Metadata-Version: 2.1
Name: hmf
Version: 3.0.12.dev1
Summary: A halo mass function calculator
Home-page: https://github.com/steven-murray/hmf
Author: Steven Murray
Author-email: steven.g.murray@asu.edu
License: mit
Project-URL: Documentation, https://hmf.readthedocs.org
Description: ===
        hmf
        ===
        
        **The halo mass function calculator.**
        
        .. image:: https://github.com/steven-murray/hmf/workflows/Tests/badge.svg
            :target: https://github.com/steven-murray/hmf
        .. image:: https://badge.fury.io/py/hmf.svg
            :target: https://badge.fury.io/py/hmf
        .. image:: https://codecov.io/gh/steven-murray/hmf/branch/master/graph/badge.svg
            :target: https://codecov.io/gh/steven-murray/hmf
        .. image:: https://img.shields.io/pypi/pyversions/hmf.svg
            :target: https://pypi.org/project/hmf/
        .. image:: https://img.shields.io/badge/code%20style-black-000000.svg
            :target: https://github.com/psf/black
        
        ``hmf`` is a python application that provides a flexible and simple way to calculate the
        Halo Mass Function for a range of varying parameters. It is also the backend to
        `HMFcalc <http://hmf.icrar.org>`_, the online HMF calculator.
        
        Full Documentation
        ------------------
        `Read the docs. <http://hmf.readthedocs.org>`_
        
        Features
        --------
        * Calculate mass functions and related quantities extremely easily.
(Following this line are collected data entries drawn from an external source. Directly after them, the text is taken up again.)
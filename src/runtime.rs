//! Runtime for the date-fact controller
//!
//! The executor owns the state and is the only thing that mutates it. The
//! presentation layer talks to it through a cloneable [`DateFactController`].

mod executor;

#[cfg(test)]
pub mod testing;

pub use executor::FactRuntime;

use crate::config::FactConfig;
use crate::facts::FactService;
use crate::selection::{DatePair, FieldInput, Selection};
use crate::state_machine::{Display, Event, FactState, TransitionError};
use serde::Serialize;
use thiserror::Error;
use tokio::sync::{mpsc, oneshot, watch};

/// What the presentation layer renders
#[derive(Debug, Clone, PartialEq, Eq, Serialize)]
pub struct Snapshot {
    pub selection: Selection,
    pub display: Display,
    pub display_text: String,
    /// Name of the selected month, if it is a real one
    pub month_name: Option<&'static str>,
    /// Pair the shown or pending fact belongs to
    pub pair: Option<DatePair>,
}

impl Snapshot {
    pub fn from_state(state: &FactState, config: &FactConfig) -> Self {
        Self {
            selection: state.selection.clone(),
            display: state.display.clone(),
            display_text: state.display.text(config).to_string(),
            month_name: state.selection.month.and_then(crate::selection::month_name),
            pair: state.selection.valid_pair(),
        }
    }
}

/// An event on its way into the executor
///
/// User events carry a reply channel so the caller learns whether the
/// change was accepted once the resulting snapshot is published.
#[derive(Debug)]
pub struct Request {
    pub event: Event,
    pub reply: Option<oneshot::Sender<Result<(), TransitionError>>>,
}

impl Request {
    pub fn fire_and_forget(event: Event) -> Self {
        Self { event, reply: None }
    }
}

#[derive(Debug, Error, PartialEq, Eq)]
pub enum ControllerError {
    #[error(transparent)]
    Rejected(#[from] TransitionError),
    #[error("Controller runtime has stopped")]
    Stopped,
}

/// Handle to a running date-fact runtime
#[derive(Clone)]
pub struct DateFactController {
    request_tx: mpsc::Sender<Request>,
    snapshot_rx: watch::Receiver<Snapshot>,
}

impl DateFactController {
    /// Start a runtime on the current tokio runtime and return its handle
    pub fn spawn<F: FactService + 'static>(config: FactConfig, fact_service: F) -> Self {
        let (request_tx, request_rx) = mpsc::channel(32);
        let initial = Snapshot::from_state(&FactState::new(), &config);
        let (snapshot_tx, snapshot_rx) = watch::channel(initial);

        let runtime = FactRuntime::new(
            config,
            FactState::new(),
            fact_service,
            request_rx,
            request_tx.downgrade(),
            snapshot_tx,
        );
        tokio::spawn(runtime.run());

        Self {
            request_tx,
            snapshot_rx,
        }
    }

    async fn send(&self, event: Event) -> Result<(), ControllerError> {
        let (reply_tx, reply_rx) = oneshot::channel();
        self.request_tx
            .send(Request {
                event,
                reply: Some(reply_tx),
            })
            .await
            .map_err(|_| ControllerError::Stopped)?;
        reply_rx.await.map_err(|_| ControllerError::Stopped)??;
        Ok(())
    }

    /// Replace the month; clears the day and never fetches on its own
    pub async fn set_month(&self, input: impl Into<FieldInput>) -> Result<(), ControllerError> {
        self.send(Event::SetMonth(input.into())).await
    }

    /// Set the day; rejected with [`TransitionError::MonthRequired`] when no
    /// month is selected
    pub async fn set_day(&self, input: impl Into<FieldInput>) -> Result<(), ControllerError> {
        self.send(Event::SetDay(input.into())).await
    }

    pub async fn clear(&self) -> Result<(), ControllerError> {
        self.send(Event::ClearSelection).await
    }

    pub fn current_display_text(&self) -> String {
        self.snapshot_rx.borrow().display_text.clone()
    }

    pub fn snapshot(&self) -> Snapshot {
        self.snapshot_rx.borrow().clone()
    }

    /// Receiver that observes every published snapshot
    pub fn subscribe(&self) -> watch::Receiver<Snapshot> {
        self.snapshot_rx.clone()
    }

    /// Wait until no fetch is pending and return that snapshot
    pub async fn settled(&self) -> Snapshot {
        let mut rx = self.snapshot_rx.clone();
        if let Ok(snapshot) = rx.wait_for(|s| s.display.is_settled()).await {
            return snapshot.clone();
        }
        self.snapshot()
    }
}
        * Very simple to start using, but wide-ranging flexibility.
        * Caching system for optimal parameter updates, for efficient iteration over parameter space.
        * Support for all LambdaCDM cosmologies.
        * Focus on flexibility in models. Each "Component", such as fitting functions, filter functions,
          growth factor models and transfer function fits are implemented as generic classes that
          can easily be altered by the user without touching the source code.
        * Focus on simplicity in frameworks. Each "Framework" mixes available "Components" to derive
          useful quantities -- all given as attributes of the Framework.
        * Comprehensive in terms of output quantities: access differential and cumulative mass functions,
          mass variance, effective spectral index, growth rate, cosmographic functions and more.
        * Comprehensive in terms of implemented Component models:
        
          * 5+ models of transfer functions including directly from CAMB
          * 4 filter functions
          * 20 hmf fitting functions
        
        * Includes models for Warm Dark Matter
        * Nonlinear power spectra via HALOFIT
        * Functions for sampling the mass function.
        * CLI scripts both for producing any quantity included, or fitting any quantity.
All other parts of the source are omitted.